If you have time, you can cruise the harbor and enjoy a great lunch afterwards.
It is also the home of the Alexander Graham Bell Museum. In 1885, the Bell family had a vacation home in Baddeck. He then built a complex of buildings including a new laboratory named Beinn Bhreagh (Gaelic), named after Bell ancestral highlands.
Although Bell was famous for the invention of the telephone, his work in Baddeck was mainly focused on the Aviation career field.
You can see the harbor directly from the interior seating area of the museum.
The Silver Dart, the first powered, heavier-than-air machine to fly in Canada; designed and built by the Aerial Experiment Assn under Alexander Graham Bell, a flight enthusiast since boyhood. Baddeck NS has no airfield so where you think it was flown from? You guessed it, frozen ice on the lake.
Original Photo of the Silver Dart. The Aerial Experiment Assn was composed of Alexander Graham Bell, John Alexander Douglas, Frederick W. Baldwin. Glenn Curtis and U.S. Army Lieutenant Thomas Selfridge were also members.

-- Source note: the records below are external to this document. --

//! Population table loader.
//!
//! The table is a delimited text file (`;` by default) with one row per
//! department. Only three columns matter: `DEP` (code), `Département`
//! (name) and `PTOT` (total population). Code and population are kept as
//! the raw text found in the file; normalizing and coercing them is the
//! fusion step's job, so a malformed value surfaces there with the
//! documented default rather than here.

use std::io::Read;
use std::path::Path;

use railmap_types::RegionCode;
use serde::Deserialize;

use crate::error::LoadError;

/// Column holding the department code.
pub const CODE_COLUMN: &str = "DEP";

/// Column holding the department name.
pub const NAME_COLUMN: &str = "Département";

/// Column holding the total population.
pub const POPULATION_COLUMN: &str = "PTOT";

/// One row of the population table, as read.
#[derive(Debug, Clone, Default, PartialEq, Eq, Deserialize)]
pub struct PopulationRecord {
    /// Raw department code; `None` when the cell is empty.
    #[serde(rename = "DEP")]
    pub code: Option<String>,
    /// Department name.
    #[serde(rename = "Département")]
    pub name: Option<String>,
    /// Raw population cell.
    #[serde(rename = "PTOT")]
    pub population: Option<String>,
}

impl PopulationRecord {
    /// Build a record from raw cells.
    pub fn new(code: &str, name: &str, population: &str) -> Self {
        Self {
            code: Some(code.to_owned()),
            name: Some(name.to_owned()),
            population: Some(population.to_owned()),
        }
    }

    /// Normalized code, when the row has one.
    pub fn region_code(&self) -> Option<RegionCode> {
        self.code.as_deref().and_then(RegionCode::normalize)
    }
}

/// Read and parse the population table.
///
/// # Errors
///
/// Returns [`LoadError::Io`] if the file cannot be opened, and any error
/// of [`parse_population`].
pub fn load_population(
    path: &Path,
    delimiter: u8,
    excluded: &[RegionCode],
) -> Result<Vec<PopulationRecord>, LoadError> {
    let file = std::fs::File::open(path).map_err(|e| LoadError::Io {
        path: path.to_path_buf(),
        source: e,
    })?;
    parse_population(path, file, delimiter, excluded)
}

/// Parse a population table from any reader, dropping excluded rows.
///
/// Rows without a code are kept so the fusion step can reject them.
///
/// # Errors
///
/// Returns [`LoadError::MissingColumn`] when a required header is absent
/// and [`LoadError::Csv`] on malformed rows.
pub fn parse_population<R: Read>(
    source: &Path,
    reader: R,
    delimiter: u8,
    excluded: &[RegionCode],
) -> Result<Vec<PopulationRecord>, LoadError> {
    let csv_error = |e: csv::Error| LoadError::Csv {
        path: source.to_path_buf(),
        source: e,
    };

    let mut reader = csv::ReaderBuilder::new()
        .delimiter(delimiter)
        .trim(csv::Trim::All)
        .from_reader(reader);

    let headers = reader.headers().map_err(csv_error)?;
    for column in [CODE_COLUMN, NAME_COLUMN, POPULATION_COLUMN] {
        if !headers.iter().any(|h| h == column) {
            return Err(LoadError::MissingColumn {
                path: source.to_path_buf(),
                column,
            });
        }
    }

    let mut records = Vec::new();
    let mut dropped: usize = 0;
    for row in reader.deserialize::<PopulationRecord>() {
        let record = row.map_err(csv_error)?;
        if record
            .region_code()
            .is_some_and(|code| excluded.contains(&code))
        {
            dropped = dropped.saturating_add(1);
            continue;
        }
        records.push(record);
    }

    tracing::debug!(
        path = %source.display(),
        rows = records.len(),
        dropped,
        "Population table parsed"
    );

    Ok(records)
}
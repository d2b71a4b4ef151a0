//! Observer API server for the department coverage map.
//!
//! This crate provides an Axum HTTP server that exposes:
//!
//! - **Map endpoints** returning the annotated department boundaries and
//!   the high-speed line overlay as `GeoJSON`
//! - **Statistics endpoints** for the population summary and the
//!   per-department table
//! - **Coverage endpoints** to read the stored flags and submit edits
//! - **Minimal HTML page** (`GET /`) showing the headline percentages
//!
//! # Architecture
//!
//! A single [`CoverageSession`](railmap_core::CoverageSession) lives
//! behind a read-write lock in [`AppState`]. Every request runs a full
//! pipeline cycle; edit submissions hold the write lock for the whole
//! cycle so they are applied one at a time.

pub mod error;
pub mod handlers;
pub mod router;
pub mod server;
pub mod state;

pub use router::build_router;
pub use server::{ServerConfig, ServerError, start_server};
pub use state::{AppState, ObservedSession};
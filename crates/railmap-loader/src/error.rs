//! Error types for the `railmap-loader` crate.
//!
//! Every loader failure is fatal for the pipeline run: no partial
//! dataset is ever returned.

use std::path::PathBuf;

/// Errors that can occur while reading a dataset.
#[derive(Debug, thiserror::Error)]
pub enum LoadError {
    /// The file could not be read.
    #[error("failed to read {}: {source}", path.display())]
    Io {
        /// File being read.
        path: PathBuf,
        /// The underlying I/O error.
        source: std::io::Error,
    },

    /// The file is not valid JSON or does not match the expected shape.
    #[error("invalid JSON in {}: {source}", path.display())]
    Json {
        /// File being parsed.
        path: PathBuf,
        /// The underlying parse error.
        source: serde_json::Error,
    },

    /// The CSV table is malformed or misses a required column.
    #[error("invalid CSV in {}: {source}", path.display())]
    Csv {
        /// File being parsed.
        path: PathBuf,
        /// The underlying CSV error.
        source: csv::Error,
    },

    /// A `GeoJSON` document is not a `FeatureCollection`.
    #[error("{} is not a GeoJSON FeatureCollection", path.display())]
    NotFeatureCollection {
        /// File being parsed.
        path: PathBuf,
    },

    /// A boundary feature has no department code.
    #[error("feature #{index} in {} has no department code", path.display())]
    MissingFeatureCode {
        /// File being parsed.
        path: PathBuf,
        /// Zero-based position of the feature in the collection.
        index: usize,
    },

    /// A required CSV column is absent from the header row.
    #[error("{} has no `{column}` column", path.display())]
    MissingColumn {
        /// File being parsed.
        path: PathBuf,
        /// Name of the absent column.
        column: &'static str,
    },
}
//! Human-readable number formatting for tooltips and metrics.

use rust_decimal::Decimal;

/// Format a population with a space between thousands groups.
///
/// `1234567` becomes `"1 234 567"`.
pub fn format_population(population: u64) -> String {
    let digits = population.to_string();
    let len = digits.len();
    let mut out = String::with_capacity(len.saturating_add(len / 3));
    for (i, ch) in digits.chars().enumerate() {
        if i > 0 && len.saturating_sub(i) % 3 == 0 {
            out.push(' ');
        }
        out.push(ch);
    }
    out
}

/// Format a percentage with two decimals and a trailing `%`.
pub fn format_percentage(percentage: Decimal) -> String {
    format!("{percentage:.2} %")
}
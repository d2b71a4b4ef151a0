//! Error types for the Observer API server.
//!
//! [`ObserverError`] unifies all failure modes into a single enum that
//! can be converted into an Axum HTTP response via its
//! [`IntoResponse`](axum::response::IntoResponse) implementation.

use axum::http::StatusCode;
use axum::response::{IntoResponse, Response};
use railmap_core::CoreError;

/// Errors that can occur in the Observer API layer.
#[derive(Debug, thiserror::Error)]
pub enum ObserverError {
    /// The requested resource was not found.
    #[error("not found: {0}")]
    NotFound(String),

    /// An edit submission was rejected.
    #[error("invalid edit: {0}")]
    InvalidEdit(String),

    /// An internal error occurred.
    #[error("internal error: {0}")]
    Internal(String),
}

impl From<CoreError> for ObserverError {
    fn from(err: CoreError) -> Self {
        match err {
            CoreError::Edit { source } => Self::InvalidEdit(source.to_string()),
            other => Self::Internal(other.to_string()),
        }
    }
}

impl IntoResponse for ObserverError {
    fn into_response(self) -> Response {
        let (status, message) = match &self {
            Self::NotFound(msg) => (StatusCode::NOT_FOUND, msg.clone()),
            Self::InvalidEdit(msg) => (StatusCode::BAD_REQUEST, msg.clone()),
            Self::Internal(msg) => {
                tracing::error!(error = %msg, "Request failed");
                (StatusCode::INTERNAL_SERVER_ERROR, msg.clone())
            }
        };

        let body = serde_json::json!({
            "error": message,
            "status": status.as_u16(),
        });

        (status, axum::Json(body)).into_response()
    }
}
//! Coverage classification.

use railmap_types::CoverageCategory;

/// Derive the coverage category of a department from its two flags.
///
/// Every combination is valid, so there is no error path.
pub const fn classify(has_line: bool, has_service: bool) -> CoverageCategory {
    CoverageCategory::from_flags(has_line, has_service)
}

#[cfg(test)]
mod tests {
    use super::*;

    #[test]
    fn each_flag_pair_maps_to_exactly_one_category() {
        let pairs = [(true, true), (false, true), (true, false), (false, false)];
        let categories: Vec<CoverageCategory> =
            pairs.iter().map(|&(l, s)| classify(l, s)).collect();

        assert_eq!(
            categories,
            vec![
                CoverageCategory::Full,
                CoverageCategory::ServiceOnly,
                CoverageCategory::LineOnly,
                CoverageCategory::None,
            ]
        );

        // No gap: every category is reached. No overlap: four distinct values.
        for category in CoverageCategory::ALL {
            assert_eq!(categories.iter().filter(|&&c| c == category).count(), 1);
        }
    }
}
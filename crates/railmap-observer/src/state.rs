//! Shared application state for the Observer API server.
//!
//! The [`CoverageSession`] sits behind a single read-write lock. Reads
//! run a full pipeline cycle under the read guard; an edit submission
//! takes the write guard, so one edit is fully processed before the next
//! one starts.

use std::sync::Arc;

use chrono::{DateTime, Utc};
use railmap_core::CoverageSession;
use tokio::sync::RwLock;

/// The session plus bookkeeping about its edits.
#[derive(Debug)]
pub struct ObservedSession {
    /// The pipeline state.
    pub session: CoverageSession,
    /// When an edit submission last changed the flags.
    pub last_edit_at: Option<DateTime<Utc>>,
    /// Number of submissions that changed the flags.
    pub edits_applied: u64,
}

/// Shared state for the Axum application.
///
/// Wrapped in [`Arc`] and injected via Axum's `State` extractor.
#[derive(Debug, Clone)]
pub struct AppState {
    /// The coverage session and its edit bookkeeping.
    pub session: Arc<RwLock<ObservedSession>>,
    /// When the datasets were loaded.
    pub loaded_at: DateTime<Utc>,
}

impl AppState {
    /// Wrap a freshly built session.
    pub fn new(session: CoverageSession) -> Self {
        Self {
            session: Arc::new(RwLock::new(ObservedSession {
                session,
                last_edit_at: None,
                edits_applied: 0,
            })),
            loaded_at: Utc::now(),
        }
    }
}
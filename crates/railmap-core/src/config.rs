//! Configuration loading and typed config structures.
//!
//! The configuration lives in `railmap-config.yaml` at the project root.
//! Every field has a default, so an empty file (or no file at all) gives a
//! working setup reading the sample datasets under `data/`.
//!
//! Environment variables override the file:
//! - `RAILMAP_DATA_DIR` overrides `data.dir`
//! - `RAILMAP_PORT` overrides `server.port`
//! - `RAILMAP_LOG_LEVEL` overrides `logging.level`

use std::path::{Path, PathBuf};

use railmap_loader::DatasetSources;
use railmap_types::RegionCode;
use serde::Deserialize;

/// Errors that can occur when loading configuration.
#[derive(Debug, thiserror::Error)]
pub enum ConfigError {
    /// Failed to read the configuration file from disk.
    #[error("failed to read config file: {source}")]
    Io {
        /// The underlying I/O error.
        #[from]
        source: std::io::Error,
    },

    /// Failed to parse YAML content.
    #[error("failed to parse config YAML: {source}")]
    Yaml {
        /// The underlying YAML parse error.
        source: serde_yml::Error,
    },

    /// The CSV delimiter is not a single ASCII character.
    #[error("CSV delimiter must be ASCII, got {0:?}")]
    InvalidDelimiter(char),

    /// An excluded code is blank.
    #[error("excluded department codes must not be blank")]
    BlankExcludedCode,
}

impl From<serde_yml::Error> for ConfigError {
    fn from(source: serde_yml::Error) -> Self {
        Self::Yaml { source }
    }
}

/// Top-level configuration.
#[derive(Debug, Clone, Default, PartialEq, Eq, Deserialize)]
pub struct RailmapConfig {
    /// Dataset locations.
    #[serde(default)]
    pub data: DataConfig,

    /// HTTP server settings.
    #[serde(default)]
    pub server: ServerSection,

    /// Logging settings.
    #[serde(default)]
    pub logging: LoggingConfig,
}

impl RailmapConfig {
    /// Load configuration from a YAML file, then apply environment
    /// overrides.
    ///
    /// # Errors
    ///
    /// Returns [`ConfigError::Io`] if the file cannot be read, or
    /// [`ConfigError::Yaml`] if the content is not valid YAML.
    pub fn from_file(path: &Path) -> Result<Self, ConfigError> {
        let contents = std::fs::read_to_string(path)?;
        Self::parse(&contents)
    }

    /// Parse configuration from a YAML string, then apply environment
    /// overrides.
    ///
    /// # Errors
    ///
    /// Returns [`ConfigError::Yaml`] if the string is not valid YAML.
    pub fn parse(yaml: &str) -> Result<Self, ConfigError> {
        let mut config = Self::parse_without_env(yaml)?;
        config.apply_env_overrides();
        Ok(config)
    }

    /// Parse configuration from a YAML string, ignoring the environment.
    ///
    /// # Errors
    ///
    /// Returns [`ConfigError::Yaml`] if the string is not valid YAML.
    pub fn parse_without_env(yaml: &str) -> Result<Self, ConfigError> {
        // serde_yml reads an empty document as unit, not as an empty map.
        if yaml.trim().is_empty() {
            return Ok(Self::default());
        }
        Ok(serde_yml::from_str(yaml)?)
    }

    /// Apply `RAILMAP_*` environment variable overrides.
    pub fn apply_env_overrides(&mut self) {
        if let Ok(dir) = std::env::var("RAILMAP_DATA_DIR") {
            self.data.dir = PathBuf::from(dir);
        }
        if let Some(port) = std::env::var("RAILMAP_PORT")
            .ok()
            .and_then(|p| p.parse().ok())
        {
            self.server.port = port;
        }
        if let Ok(level) = std::env::var("RAILMAP_LOG_LEVEL") {
            self.logging.level = level;
        }
    }
}

/// Dataset locations and reading options.
#[derive(Debug, Clone, PartialEq, Eq, Deserialize)]
pub struct DataConfig {
    /// Directory the file names below are relative to.
    #[serde(default = "default_data_dir")]
    pub dir: PathBuf,

    /// Department boundaries (`GeoJSON`).
    #[serde(default = "default_geometry_file")]
    pub geometry_file: String,

    /// Population table.
    #[serde(default = "default_population_file")]
    pub population_file: String,

    /// Rail service table (JSON).
    #[serde(default = "default_rail_file")]
    pub rail_file: String,

    /// Line network overlay (`GeoJSON`). `null` disables it.
    #[serde(default = "default_lines_file")]
    pub lines_file: Option<String>,

    /// Field delimiter of the population table.
    #[serde(default = "default_csv_delimiter")]
    pub csv_delimiter: char,

    /// Departments removed from every dataset before processing.
    #[serde(default = "default_excluded_codes")]
    pub excluded_codes: Vec<String>,
}

impl Default for DataConfig {
    fn default() -> Self {
        Self {
            dir: default_data_dir(),
            geometry_file: default_geometry_file(),
            population_file: default_population_file(),
            rail_file: default_rail_file(),
            lines_file: default_lines_file(),
            csv_delimiter: default_csv_delimiter(),
            excluded_codes: default_excluded_codes(),
        }
    }
}

impl DataConfig {
    /// Resolve file names against `dir` for the loader.
    ///
    /// # Errors
    ///
    /// Returns [`ConfigError::InvalidDelimiter`] for a non-ASCII
    /// delimiter and [`ConfigError::BlankExcludedCode`] for a blank
    /// excluded code.
    pub fn sources(&self) -> Result<DatasetSources, ConfigError> {
        let Some(csv_delimiter) = u8::try_from(self.csv_delimiter)
            .ok()
            .filter(u8::is_ascii)
        else {
            return Err(ConfigError::InvalidDelimiter(self.csv_delimiter));
        };

        let excluded_codes = self
            .excluded_codes
            .iter()
            .map(|c| RegionCode::normalize(c).ok_or(ConfigError::BlankExcludedCode))
            .collect::<Result<Vec<_>, _>>()?;

        Ok(DatasetSources {
            geometry: self.dir.join(&self.geometry_file),
            population: self.dir.join(&self.population_file),
            rail: self.dir.join(&self.rail_file),
            lines: self.lines_file.as_ref().map(|f| self.dir.join(f)),
            csv_delimiter,
            excluded_codes,
        })
    }
}

/// HTTP server settings.
#[derive(Debug, Clone, PartialEq, Eq, Deserialize)]
pub struct ServerSection {
    /// Address to bind.
    #[serde(default = "default_host")]
    pub host: String,

    /// TCP port.
    #[serde(default = "default_port")]
    pub port: u16,
}

impl Default for ServerSection {
    fn default() -> Self {
        Self {
            host: default_host(),
            port: default_port(),
        }
    }
}

/// Logging settings.
#[derive(Debug, Clone, PartialEq, Eq, Deserialize)]
pub struct LoggingConfig {
    /// Default `tracing` filter when `RUST_LOG` is unset.
    #[serde(default = "default_log_level")]
    pub level: String,

    /// Emit JSON log lines instead of human-readable ones.
    #[serde(default)]
    pub json: bool,
}

impl Default for LoggingConfig {
    fn default() -> Self {
        Self {
            level: default_log_level(),
            json: false,
        }
    }
}

fn default_data_dir() -> PathBuf {
    PathBuf::from("data")
}

fn default_geometry_file() -> String {
    "departement.geojson".to_owned()
}

fn default_population_file() -> String {
    "donnees_departements.csv".to_owned()
}

fn default_rail_file() -> String {
    "tgv_desserte.json".to_owned()
}

#[allow(clippy::unnecessary_wraps)]
fn default_lines_file() -> Option<String> {
    Some("lignes_lgv.geojson".to_owned())
}

const fn default_csv_delimiter() -> char {
    ';'
}

fn default_excluded_codes() -> Vec<String> {
    vec!["2A".to_owned(), "2B".to_owned()]
}

fn default_host() -> String {
    "0.0.0.0".to_owned()
}

const fn default_port() -> u16 {
    8080
}

fn default_log_level() -> String {
    "info".to_owned()
}
impl PgLedgerStore {
    pub fn new(pool: PgPool) -> Self {
        Self { pool }
    }

    /// Create tables and indexes if they do not exist yet
    pub async fn ensure_schema(&self) -> Result<(), WalletError> {
        sqlx::raw_sql(SCHEMA).execute(&self.pool).await?;
        tracing::info!("Ledger schema ready");
        Ok(())
    }
}

// ============================================================================
// Row mapping
// ============================================================================

fn to_db_amount(amount: u64) -> Result<i64, WalletError> {
    i64::try_from(amount)
        .map_err(|_| WalletError::InvalidAmount("amount exceeds storage range".into()))
}

fn from_db_amount(value: i64, column: &str) -> Result<u64, WalletError> {
    u64::try_from(value)
        .map_err(|_| WalletError::Internal(format!("negative value in column {}", column)))
}

fn row_to_account(row: &PgRow) -> Result<Account, WalletError> {
    let status_id: i16 = row.try_get("status")?;
    Ok(Account {
        id: AccountId::from_uuid(row.try_get("account_id")?),
        balance: from_db_amount(row.try_get("balance")?, "balance")?,
        status: AccountStatus::from_id(status_id)
            .ok_or_else(|| WalletError::Internal(format!("unknown account status {}", status_id)))?,
        created_at: row.try_get("created_at")?,
        updated_at: row.try_get("updated_at")?,
    })
}

fn row_to_transaction(row: &PgRow) -> Result<Transaction, WalletError> {
    let id: String = row.try_get("transaction_id")?;
    let kind_id: i16 = row.try_get("tx_type")?;
    let status_id: i16 = row.try_get("status")?;
    let correlation_id: Option<String> = row.try_get("correlation_id")?;

    Ok(Transaction {
        id: id
            .parse()
            .map_err(|e| WalletError::Internal(format!("invalid transaction_id {}: {}", id, e)))?,
        account_id: AccountId::from_uuid(row.try_get("account_id")?),
        kind: TransactionType::from_id(kind_id)
            .ok_or_else(|| WalletError::Internal(format!("unknown tx_type {}", kind_id)))?,
        amount: from_db_amount(row.try_get("amount")?, "amount")?,
        status: TransactionStatus::from_id(status_id)
            .ok_or_else(|| WalletError::Internal(format!("unknown status {}", status_id)))?,
        external_reference_id: row.try_get("external_reference_id")?,
        correlation_id: correlation_id
            .map(|c| {
                c.parse::<CorrelationId>()
                    .map_err(|e| WalletError::Internal(format!("invalid correlation_id: {}", e)))
            })
            .transpose()?,
        description: row.try_get("description")?,
        created_at: row.try_get("created_at")?,
        updated_at: row.try_get("updated_at")?,
    })
}

fn row_to_details(row: &PgRow) -> Result<PaymentDetails, WalletError> {
    let id: String = row.try_get("transaction_id")?;
    Ok(PaymentDetails {
        transaction_id: id
            .parse()
            .map_err(|e| WalletError::Internal(format!("invalid transaction_id {}: {}", id, e)))?,
        provider: row.try_get("provider")?,
        provider_payment_id: row.try_get("provider_payment_id")?,
        payment_amount: row.try_get("payment_amount")?,
        payment_currency: row.try_get("payment_currency")?,
        payment_method: row.try_get("payment_method")?,
        status: row.try_get("status")?,
        status_description: row.try_get("status_description")?,
        payment_time: row.try_get("payment_time")?,
        metadata: row.try_get("metadata")?,
        created_at: row.try_get("created_at")?,
        updated_at: row.try_get("updated_at")?,
    })
}

// ============================================================================
// Statement helpers (run inside a caller-owned transaction)
// ============================================================================

async fn lock_account(conn: &mut PgConnection, id: AccountId) -> Result<Account, WalletError> {
    let sql = format!(
        "SELECT {} FROM accounts_tb WHERE account_id = $1 FOR UPDATE",
        ACCOUNT_COLUMNS
    );
    let row = sqlx::query(&sql)
        .bind(id.as_uuid())
        .fetch_optional(&mut *conn)
        .await?
        .ok_or_else(|| WalletError::NotFound(format!("account {}", id)))?;
    row_to_account(&row)
}

async fn lock_active_account(
    conn: &mut PgConnection,
    id: AccountId,
) -> Result<Account, WalletError> {
    let account = lock_account(conn, id).await?;
    if !account.is_active() {
        return Err(WalletError::AccountNotActive(id));
    }
    Ok(account)
}

async fn write_balance(
    conn: &mut PgConnection,
    id: AccountId,
    balance: u64,
) -> Result<Account, WalletError> {
    let sql = format!(
        "UPDATE accounts_tb SET balance = $1, updated_at = NOW() WHERE account_id = $2 RETURNING {}",
        ACCOUNT_COLUMNS
    );
    let row = sqlx::query(&sql)
        .bind(to_db_amount(balance)?)
        .bind(id.as_uuid())
        .fetch_one(&mut *conn)
        .await?;
    row_to_account(&row)
}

Most Americans know Alexander Graham Bell as an inventor of the telephone. But few know that his central interest in life was education for deaf children or that he was one of the strongest proponents of oralism in the United States. Oralism is the system of teaching deaf people to communicate by the use of speech and lip reading rather than sign language. Bell and his father before him studied the physiology of speech.